Task objective:
Determine the number of lines in the following entries that hold the word "kept". Give only that number.

- - -

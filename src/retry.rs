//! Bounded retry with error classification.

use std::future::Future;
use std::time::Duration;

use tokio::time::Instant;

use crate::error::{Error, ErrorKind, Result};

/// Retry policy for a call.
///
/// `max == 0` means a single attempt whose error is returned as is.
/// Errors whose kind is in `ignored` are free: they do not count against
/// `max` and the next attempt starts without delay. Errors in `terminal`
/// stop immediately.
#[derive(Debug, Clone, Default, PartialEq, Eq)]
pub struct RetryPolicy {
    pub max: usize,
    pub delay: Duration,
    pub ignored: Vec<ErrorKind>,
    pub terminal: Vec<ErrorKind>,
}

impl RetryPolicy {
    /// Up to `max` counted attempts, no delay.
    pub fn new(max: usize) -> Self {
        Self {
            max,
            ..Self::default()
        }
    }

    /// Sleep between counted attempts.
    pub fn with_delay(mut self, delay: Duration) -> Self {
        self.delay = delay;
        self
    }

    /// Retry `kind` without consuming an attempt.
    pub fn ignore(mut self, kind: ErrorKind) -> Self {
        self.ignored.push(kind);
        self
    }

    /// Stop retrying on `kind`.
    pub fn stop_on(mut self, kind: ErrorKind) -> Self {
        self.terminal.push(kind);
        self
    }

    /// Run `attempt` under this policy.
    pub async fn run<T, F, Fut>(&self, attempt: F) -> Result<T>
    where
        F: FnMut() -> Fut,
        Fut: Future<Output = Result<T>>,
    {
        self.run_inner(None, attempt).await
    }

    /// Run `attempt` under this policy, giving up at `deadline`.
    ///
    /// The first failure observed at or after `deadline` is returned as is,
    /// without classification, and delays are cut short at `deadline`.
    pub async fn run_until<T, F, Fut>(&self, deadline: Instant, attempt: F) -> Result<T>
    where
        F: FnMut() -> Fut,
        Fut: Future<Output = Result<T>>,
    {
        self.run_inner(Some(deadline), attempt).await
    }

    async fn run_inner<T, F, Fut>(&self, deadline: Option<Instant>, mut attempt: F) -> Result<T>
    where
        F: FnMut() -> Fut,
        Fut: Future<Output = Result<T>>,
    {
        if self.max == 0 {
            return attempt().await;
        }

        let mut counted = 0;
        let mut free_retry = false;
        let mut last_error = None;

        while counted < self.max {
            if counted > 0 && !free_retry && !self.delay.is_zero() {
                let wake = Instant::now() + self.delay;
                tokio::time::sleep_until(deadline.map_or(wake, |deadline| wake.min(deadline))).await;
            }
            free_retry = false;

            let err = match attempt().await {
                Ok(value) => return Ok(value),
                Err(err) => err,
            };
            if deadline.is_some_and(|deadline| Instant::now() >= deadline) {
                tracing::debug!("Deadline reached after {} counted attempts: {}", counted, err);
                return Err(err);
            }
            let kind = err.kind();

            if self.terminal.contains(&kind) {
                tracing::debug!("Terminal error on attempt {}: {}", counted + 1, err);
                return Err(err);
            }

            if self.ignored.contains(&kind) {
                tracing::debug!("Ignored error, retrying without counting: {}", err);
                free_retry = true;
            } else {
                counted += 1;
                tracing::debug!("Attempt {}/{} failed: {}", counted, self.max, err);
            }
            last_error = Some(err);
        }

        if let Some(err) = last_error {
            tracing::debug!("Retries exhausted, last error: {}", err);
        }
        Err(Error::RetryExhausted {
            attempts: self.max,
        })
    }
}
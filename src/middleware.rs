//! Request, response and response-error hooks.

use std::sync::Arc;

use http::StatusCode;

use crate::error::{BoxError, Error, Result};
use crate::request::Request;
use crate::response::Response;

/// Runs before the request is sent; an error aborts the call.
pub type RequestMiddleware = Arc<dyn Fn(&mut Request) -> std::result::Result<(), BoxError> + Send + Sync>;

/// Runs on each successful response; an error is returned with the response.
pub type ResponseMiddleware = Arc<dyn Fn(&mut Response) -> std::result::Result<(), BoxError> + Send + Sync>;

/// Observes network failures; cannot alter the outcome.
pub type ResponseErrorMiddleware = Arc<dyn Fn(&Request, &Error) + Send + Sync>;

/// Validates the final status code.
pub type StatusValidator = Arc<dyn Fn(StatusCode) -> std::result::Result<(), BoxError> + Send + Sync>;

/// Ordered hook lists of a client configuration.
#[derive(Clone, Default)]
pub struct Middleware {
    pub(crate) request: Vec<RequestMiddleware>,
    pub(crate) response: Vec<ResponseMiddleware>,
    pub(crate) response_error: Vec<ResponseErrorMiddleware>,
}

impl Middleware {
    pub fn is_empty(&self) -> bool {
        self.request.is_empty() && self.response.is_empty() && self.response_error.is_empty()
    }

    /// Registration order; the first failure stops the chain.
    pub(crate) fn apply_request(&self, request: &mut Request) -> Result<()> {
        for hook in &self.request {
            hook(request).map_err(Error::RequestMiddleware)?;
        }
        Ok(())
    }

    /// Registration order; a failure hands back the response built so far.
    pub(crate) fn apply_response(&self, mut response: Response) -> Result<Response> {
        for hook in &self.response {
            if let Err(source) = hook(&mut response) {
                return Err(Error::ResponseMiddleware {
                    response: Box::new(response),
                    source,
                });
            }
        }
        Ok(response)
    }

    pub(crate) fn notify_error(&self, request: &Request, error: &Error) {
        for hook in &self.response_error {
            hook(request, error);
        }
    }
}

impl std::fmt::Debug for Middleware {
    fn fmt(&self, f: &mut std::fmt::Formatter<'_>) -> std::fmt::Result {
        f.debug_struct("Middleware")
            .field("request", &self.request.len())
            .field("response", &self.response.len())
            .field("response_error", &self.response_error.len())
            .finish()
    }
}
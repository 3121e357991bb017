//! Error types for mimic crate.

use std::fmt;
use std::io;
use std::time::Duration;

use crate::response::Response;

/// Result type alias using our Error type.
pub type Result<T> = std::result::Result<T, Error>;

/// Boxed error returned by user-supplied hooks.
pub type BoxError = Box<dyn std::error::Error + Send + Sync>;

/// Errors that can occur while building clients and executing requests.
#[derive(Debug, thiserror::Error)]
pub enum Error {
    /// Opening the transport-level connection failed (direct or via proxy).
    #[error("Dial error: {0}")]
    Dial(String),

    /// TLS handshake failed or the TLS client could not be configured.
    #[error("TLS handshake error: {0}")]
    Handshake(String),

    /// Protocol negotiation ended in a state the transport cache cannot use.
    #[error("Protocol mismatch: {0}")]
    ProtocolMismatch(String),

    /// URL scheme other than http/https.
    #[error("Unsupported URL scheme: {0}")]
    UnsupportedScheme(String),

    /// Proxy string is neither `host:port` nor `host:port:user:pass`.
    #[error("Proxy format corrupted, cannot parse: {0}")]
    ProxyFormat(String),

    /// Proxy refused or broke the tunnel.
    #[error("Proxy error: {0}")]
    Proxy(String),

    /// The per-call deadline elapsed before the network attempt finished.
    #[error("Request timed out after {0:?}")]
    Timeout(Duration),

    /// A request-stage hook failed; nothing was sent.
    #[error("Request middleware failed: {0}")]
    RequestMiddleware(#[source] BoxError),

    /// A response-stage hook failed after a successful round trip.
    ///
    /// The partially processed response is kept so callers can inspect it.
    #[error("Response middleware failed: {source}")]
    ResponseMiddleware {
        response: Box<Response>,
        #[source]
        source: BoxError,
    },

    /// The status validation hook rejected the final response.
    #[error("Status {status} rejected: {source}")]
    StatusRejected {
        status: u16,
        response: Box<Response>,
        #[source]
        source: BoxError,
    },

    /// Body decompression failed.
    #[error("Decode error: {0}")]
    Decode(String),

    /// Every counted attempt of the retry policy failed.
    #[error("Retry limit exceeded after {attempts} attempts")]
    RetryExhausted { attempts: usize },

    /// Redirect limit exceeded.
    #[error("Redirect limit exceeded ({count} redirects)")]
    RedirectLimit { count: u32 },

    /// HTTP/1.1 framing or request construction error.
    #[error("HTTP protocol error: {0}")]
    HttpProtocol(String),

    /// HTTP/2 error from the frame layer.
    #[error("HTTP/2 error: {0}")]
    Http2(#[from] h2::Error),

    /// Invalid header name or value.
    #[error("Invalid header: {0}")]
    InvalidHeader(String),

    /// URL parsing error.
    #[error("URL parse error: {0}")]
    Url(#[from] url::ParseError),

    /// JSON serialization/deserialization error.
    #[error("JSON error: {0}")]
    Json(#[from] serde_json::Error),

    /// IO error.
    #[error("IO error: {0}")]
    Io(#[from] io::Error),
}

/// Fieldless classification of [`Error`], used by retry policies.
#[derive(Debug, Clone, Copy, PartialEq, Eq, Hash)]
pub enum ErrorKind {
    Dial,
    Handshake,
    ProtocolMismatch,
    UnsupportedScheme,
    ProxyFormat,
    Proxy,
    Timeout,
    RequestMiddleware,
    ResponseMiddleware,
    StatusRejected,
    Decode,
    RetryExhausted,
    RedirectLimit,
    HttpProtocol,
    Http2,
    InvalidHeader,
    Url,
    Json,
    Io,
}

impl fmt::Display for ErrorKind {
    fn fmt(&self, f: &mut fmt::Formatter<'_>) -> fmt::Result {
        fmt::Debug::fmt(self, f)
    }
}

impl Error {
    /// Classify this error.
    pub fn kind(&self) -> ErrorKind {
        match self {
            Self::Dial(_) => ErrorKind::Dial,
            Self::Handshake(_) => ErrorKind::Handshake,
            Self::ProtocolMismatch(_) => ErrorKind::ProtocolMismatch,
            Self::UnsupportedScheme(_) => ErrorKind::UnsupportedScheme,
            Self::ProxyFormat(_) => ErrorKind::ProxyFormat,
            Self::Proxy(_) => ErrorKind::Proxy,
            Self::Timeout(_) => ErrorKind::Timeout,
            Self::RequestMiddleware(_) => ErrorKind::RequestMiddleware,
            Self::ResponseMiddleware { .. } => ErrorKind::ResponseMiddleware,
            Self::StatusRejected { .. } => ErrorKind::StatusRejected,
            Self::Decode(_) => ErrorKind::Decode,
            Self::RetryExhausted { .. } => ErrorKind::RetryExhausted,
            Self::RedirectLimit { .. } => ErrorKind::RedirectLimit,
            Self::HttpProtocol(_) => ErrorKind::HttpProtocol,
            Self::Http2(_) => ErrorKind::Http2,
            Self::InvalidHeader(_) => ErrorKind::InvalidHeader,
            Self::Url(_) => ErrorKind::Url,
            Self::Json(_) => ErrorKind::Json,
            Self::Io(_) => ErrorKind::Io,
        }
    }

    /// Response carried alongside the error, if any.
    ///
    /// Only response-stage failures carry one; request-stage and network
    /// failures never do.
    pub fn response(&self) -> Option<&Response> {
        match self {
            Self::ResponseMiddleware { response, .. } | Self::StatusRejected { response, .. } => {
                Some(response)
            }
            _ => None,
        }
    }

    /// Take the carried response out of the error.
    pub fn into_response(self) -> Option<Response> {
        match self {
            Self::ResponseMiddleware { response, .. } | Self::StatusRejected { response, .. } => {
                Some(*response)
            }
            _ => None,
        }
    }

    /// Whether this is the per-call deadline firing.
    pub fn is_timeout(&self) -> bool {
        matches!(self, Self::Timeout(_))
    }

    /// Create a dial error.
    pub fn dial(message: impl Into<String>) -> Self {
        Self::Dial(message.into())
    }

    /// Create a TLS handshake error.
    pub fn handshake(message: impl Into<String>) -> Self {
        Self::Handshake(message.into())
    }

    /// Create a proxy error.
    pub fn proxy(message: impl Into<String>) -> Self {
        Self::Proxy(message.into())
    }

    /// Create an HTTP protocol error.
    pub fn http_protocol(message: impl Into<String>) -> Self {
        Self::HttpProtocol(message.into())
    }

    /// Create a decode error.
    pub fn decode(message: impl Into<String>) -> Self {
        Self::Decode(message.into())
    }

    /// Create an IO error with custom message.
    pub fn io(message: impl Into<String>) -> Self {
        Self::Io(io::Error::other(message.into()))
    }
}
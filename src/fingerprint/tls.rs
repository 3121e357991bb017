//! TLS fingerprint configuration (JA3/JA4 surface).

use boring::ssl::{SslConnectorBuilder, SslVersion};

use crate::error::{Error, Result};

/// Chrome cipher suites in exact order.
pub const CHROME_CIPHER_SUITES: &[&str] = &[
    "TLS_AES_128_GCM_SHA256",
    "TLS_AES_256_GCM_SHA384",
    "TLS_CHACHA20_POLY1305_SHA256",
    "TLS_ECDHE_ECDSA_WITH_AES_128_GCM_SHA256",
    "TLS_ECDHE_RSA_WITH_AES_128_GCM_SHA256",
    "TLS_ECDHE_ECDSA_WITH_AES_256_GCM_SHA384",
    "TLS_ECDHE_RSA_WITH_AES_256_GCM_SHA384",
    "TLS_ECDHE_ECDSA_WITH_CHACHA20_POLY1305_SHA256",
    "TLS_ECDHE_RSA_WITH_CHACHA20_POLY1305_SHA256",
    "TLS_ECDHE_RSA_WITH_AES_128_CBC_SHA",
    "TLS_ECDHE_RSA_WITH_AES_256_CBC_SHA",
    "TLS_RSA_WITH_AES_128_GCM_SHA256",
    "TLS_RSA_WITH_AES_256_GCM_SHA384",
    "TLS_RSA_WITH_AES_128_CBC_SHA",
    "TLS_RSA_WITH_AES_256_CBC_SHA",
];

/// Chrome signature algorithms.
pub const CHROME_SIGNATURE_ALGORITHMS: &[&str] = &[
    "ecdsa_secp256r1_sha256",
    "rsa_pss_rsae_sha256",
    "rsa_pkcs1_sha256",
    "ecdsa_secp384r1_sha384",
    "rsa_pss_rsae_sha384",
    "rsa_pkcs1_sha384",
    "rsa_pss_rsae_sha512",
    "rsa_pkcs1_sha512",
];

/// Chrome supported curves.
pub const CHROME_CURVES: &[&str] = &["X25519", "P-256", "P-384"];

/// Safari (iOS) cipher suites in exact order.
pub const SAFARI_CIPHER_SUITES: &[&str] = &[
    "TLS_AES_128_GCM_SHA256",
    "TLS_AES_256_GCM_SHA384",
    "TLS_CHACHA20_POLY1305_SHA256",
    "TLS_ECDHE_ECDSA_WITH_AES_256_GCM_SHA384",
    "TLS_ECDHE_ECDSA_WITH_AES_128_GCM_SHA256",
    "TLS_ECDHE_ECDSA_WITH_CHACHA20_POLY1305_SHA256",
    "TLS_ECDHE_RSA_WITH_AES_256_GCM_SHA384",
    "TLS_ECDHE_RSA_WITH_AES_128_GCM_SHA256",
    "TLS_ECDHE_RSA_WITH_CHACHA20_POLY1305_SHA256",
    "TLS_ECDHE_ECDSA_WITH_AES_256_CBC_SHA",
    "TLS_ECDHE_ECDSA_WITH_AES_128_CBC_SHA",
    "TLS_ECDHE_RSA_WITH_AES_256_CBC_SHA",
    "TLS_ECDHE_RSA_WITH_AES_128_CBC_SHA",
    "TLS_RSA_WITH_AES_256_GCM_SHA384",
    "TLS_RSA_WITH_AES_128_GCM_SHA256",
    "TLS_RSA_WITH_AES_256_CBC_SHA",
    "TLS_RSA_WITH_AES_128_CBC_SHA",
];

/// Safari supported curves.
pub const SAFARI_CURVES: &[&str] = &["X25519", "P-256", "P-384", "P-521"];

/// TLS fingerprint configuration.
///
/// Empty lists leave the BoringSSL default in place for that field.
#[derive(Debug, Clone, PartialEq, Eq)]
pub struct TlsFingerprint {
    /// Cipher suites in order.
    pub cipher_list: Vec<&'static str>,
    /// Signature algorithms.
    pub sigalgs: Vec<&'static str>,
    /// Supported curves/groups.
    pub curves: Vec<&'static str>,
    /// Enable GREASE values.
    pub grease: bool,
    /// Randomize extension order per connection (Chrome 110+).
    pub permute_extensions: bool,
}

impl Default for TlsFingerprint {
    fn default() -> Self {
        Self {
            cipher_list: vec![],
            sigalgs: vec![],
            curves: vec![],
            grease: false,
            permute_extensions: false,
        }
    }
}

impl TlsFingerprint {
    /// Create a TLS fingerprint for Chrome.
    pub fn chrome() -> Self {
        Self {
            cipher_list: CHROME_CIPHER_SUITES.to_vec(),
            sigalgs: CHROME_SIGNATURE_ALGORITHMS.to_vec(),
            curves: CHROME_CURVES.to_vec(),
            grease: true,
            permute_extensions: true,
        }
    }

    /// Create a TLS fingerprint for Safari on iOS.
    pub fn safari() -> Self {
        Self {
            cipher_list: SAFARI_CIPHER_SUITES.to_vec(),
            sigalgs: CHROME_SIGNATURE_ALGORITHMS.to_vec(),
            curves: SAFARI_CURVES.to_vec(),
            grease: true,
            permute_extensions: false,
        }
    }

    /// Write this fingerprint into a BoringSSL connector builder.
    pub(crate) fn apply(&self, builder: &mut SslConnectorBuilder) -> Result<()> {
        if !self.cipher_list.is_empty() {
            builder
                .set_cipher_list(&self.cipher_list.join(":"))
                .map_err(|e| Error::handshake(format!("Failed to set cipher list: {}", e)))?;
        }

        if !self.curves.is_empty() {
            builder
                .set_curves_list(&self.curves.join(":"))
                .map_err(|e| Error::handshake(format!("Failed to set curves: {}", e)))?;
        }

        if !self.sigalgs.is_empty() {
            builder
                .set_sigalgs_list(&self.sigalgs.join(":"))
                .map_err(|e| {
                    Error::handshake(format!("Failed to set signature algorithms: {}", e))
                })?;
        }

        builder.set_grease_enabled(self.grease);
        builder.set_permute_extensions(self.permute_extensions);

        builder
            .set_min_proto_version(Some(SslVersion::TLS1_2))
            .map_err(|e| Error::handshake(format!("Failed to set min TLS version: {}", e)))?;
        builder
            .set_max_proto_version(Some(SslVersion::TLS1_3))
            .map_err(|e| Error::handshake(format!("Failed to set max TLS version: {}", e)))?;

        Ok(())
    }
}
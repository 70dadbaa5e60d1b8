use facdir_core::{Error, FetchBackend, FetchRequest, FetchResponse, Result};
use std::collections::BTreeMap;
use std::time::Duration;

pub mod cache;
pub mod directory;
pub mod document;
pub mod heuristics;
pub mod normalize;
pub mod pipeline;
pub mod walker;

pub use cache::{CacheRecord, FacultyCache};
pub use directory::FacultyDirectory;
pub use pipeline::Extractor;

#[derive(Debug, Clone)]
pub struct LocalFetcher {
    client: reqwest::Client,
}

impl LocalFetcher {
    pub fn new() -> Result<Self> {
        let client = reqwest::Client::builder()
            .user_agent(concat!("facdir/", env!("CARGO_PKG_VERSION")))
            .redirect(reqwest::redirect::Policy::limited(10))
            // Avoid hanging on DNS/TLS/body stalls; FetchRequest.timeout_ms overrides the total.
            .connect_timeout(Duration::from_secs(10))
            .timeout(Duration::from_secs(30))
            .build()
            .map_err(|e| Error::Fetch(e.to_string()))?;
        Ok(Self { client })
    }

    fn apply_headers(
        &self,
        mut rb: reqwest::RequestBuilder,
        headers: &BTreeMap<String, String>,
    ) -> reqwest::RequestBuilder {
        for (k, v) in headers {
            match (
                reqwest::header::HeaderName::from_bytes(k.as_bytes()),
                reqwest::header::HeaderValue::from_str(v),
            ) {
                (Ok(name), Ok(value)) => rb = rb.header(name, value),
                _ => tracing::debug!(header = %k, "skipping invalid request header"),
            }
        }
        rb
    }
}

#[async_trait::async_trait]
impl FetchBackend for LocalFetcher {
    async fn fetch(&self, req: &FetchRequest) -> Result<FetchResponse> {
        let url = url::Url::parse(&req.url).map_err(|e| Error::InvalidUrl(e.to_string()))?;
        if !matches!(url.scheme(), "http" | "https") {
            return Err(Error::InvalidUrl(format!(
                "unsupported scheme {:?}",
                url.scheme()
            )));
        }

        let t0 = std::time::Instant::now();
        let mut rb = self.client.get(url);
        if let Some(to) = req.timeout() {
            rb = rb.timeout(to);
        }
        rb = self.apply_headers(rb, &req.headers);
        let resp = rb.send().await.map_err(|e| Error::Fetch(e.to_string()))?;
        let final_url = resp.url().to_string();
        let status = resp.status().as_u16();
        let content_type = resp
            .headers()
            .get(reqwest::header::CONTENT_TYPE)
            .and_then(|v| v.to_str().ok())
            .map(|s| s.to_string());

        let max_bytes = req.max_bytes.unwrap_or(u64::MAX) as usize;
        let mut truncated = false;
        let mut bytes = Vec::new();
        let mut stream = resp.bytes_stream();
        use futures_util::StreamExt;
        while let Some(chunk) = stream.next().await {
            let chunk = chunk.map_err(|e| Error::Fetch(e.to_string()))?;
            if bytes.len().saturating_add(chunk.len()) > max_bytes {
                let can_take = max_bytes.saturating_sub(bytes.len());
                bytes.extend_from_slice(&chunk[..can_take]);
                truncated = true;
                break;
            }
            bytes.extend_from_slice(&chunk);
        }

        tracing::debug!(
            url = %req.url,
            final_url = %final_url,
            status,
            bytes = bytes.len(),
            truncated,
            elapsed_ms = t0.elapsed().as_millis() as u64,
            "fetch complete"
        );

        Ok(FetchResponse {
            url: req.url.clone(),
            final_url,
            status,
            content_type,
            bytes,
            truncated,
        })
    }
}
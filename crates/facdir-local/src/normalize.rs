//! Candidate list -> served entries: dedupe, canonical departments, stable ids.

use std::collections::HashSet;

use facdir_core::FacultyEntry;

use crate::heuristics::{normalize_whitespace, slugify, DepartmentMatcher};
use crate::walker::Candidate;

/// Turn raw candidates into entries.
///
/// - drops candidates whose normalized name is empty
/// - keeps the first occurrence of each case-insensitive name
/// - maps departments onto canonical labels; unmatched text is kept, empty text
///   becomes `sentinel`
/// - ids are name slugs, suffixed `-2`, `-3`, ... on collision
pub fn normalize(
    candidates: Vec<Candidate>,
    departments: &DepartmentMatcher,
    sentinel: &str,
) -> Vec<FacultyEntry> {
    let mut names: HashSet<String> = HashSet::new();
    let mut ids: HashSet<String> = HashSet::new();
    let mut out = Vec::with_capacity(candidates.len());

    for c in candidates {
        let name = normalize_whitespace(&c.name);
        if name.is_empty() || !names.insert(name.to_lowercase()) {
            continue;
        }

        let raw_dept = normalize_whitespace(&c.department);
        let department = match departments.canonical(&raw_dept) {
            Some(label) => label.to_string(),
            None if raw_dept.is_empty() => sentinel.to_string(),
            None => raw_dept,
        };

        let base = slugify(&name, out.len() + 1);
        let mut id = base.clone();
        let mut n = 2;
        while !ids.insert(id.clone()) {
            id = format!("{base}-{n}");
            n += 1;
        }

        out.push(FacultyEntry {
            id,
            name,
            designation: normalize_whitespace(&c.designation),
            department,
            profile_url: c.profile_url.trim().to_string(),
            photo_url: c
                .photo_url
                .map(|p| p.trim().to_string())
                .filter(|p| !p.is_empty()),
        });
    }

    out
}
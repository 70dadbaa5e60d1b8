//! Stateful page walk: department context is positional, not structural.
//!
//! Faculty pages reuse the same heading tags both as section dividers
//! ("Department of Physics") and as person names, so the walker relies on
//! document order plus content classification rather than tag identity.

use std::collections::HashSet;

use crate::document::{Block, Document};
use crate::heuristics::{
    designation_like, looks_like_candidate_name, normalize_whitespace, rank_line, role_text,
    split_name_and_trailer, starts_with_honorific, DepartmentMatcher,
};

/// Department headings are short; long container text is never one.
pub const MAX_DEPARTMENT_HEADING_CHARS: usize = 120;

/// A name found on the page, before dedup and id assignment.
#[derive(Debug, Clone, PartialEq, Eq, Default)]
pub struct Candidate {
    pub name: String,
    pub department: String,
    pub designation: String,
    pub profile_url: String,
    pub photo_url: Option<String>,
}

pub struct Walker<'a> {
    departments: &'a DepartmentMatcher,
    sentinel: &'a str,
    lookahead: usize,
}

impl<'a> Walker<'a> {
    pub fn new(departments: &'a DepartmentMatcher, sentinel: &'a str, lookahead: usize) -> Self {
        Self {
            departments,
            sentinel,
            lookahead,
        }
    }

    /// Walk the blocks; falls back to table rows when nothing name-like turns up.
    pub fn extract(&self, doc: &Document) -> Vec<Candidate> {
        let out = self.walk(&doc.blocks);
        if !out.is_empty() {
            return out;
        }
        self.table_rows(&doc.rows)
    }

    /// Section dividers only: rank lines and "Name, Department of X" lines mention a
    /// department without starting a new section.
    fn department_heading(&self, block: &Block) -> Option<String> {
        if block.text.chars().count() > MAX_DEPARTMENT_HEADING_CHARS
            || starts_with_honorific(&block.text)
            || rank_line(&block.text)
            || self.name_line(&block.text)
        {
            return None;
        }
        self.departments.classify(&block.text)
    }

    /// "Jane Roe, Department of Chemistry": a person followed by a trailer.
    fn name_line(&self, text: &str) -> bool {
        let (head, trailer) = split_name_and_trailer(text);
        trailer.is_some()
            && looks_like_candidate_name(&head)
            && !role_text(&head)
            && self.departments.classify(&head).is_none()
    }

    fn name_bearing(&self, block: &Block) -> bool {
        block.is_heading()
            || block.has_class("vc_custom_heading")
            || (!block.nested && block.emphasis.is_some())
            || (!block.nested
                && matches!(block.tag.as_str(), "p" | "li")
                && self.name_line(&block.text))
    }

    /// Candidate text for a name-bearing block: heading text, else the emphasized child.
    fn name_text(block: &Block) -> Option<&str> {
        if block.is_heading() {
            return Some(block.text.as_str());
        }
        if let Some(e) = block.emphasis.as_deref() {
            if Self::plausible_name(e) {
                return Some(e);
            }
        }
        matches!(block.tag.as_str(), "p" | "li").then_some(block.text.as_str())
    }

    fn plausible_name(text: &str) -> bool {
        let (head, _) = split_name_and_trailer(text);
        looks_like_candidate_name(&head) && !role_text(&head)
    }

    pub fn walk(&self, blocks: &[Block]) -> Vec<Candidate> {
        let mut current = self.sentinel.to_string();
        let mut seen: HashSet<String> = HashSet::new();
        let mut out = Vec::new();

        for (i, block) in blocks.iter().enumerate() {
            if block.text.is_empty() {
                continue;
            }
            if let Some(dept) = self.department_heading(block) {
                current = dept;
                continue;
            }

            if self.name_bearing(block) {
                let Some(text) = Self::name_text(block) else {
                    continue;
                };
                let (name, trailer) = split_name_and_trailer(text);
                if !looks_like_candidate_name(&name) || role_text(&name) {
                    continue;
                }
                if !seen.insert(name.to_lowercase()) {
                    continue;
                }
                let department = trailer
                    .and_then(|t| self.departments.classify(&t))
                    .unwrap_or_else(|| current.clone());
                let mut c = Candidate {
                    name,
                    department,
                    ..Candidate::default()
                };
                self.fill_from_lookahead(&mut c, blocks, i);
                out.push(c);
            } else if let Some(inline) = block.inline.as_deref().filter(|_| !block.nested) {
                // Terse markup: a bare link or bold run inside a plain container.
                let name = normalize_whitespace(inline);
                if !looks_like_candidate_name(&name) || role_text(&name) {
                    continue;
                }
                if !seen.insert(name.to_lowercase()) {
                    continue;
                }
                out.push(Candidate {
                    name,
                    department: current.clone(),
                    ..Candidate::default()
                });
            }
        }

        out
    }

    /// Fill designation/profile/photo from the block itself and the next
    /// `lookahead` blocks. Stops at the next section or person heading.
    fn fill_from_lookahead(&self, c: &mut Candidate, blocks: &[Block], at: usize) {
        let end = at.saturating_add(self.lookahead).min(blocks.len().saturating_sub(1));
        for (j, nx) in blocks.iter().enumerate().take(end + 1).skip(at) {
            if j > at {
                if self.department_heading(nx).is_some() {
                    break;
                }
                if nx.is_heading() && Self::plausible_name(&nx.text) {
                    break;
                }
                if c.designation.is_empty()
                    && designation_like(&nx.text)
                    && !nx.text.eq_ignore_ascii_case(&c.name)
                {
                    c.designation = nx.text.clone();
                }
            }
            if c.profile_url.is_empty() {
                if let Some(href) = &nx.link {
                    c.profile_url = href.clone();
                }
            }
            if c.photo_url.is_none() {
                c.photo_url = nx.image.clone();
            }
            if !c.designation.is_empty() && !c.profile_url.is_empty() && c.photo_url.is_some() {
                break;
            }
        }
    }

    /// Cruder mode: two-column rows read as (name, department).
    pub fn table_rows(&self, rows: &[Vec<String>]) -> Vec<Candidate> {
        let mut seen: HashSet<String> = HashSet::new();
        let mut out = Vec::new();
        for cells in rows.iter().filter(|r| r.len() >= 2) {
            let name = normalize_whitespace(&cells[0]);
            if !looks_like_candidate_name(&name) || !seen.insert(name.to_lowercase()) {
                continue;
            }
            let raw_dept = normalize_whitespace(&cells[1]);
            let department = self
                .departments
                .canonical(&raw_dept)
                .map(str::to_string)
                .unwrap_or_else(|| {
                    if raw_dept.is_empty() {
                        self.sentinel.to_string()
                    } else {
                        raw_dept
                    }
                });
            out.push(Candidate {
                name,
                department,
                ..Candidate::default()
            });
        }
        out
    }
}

- - -

Worked solution:
2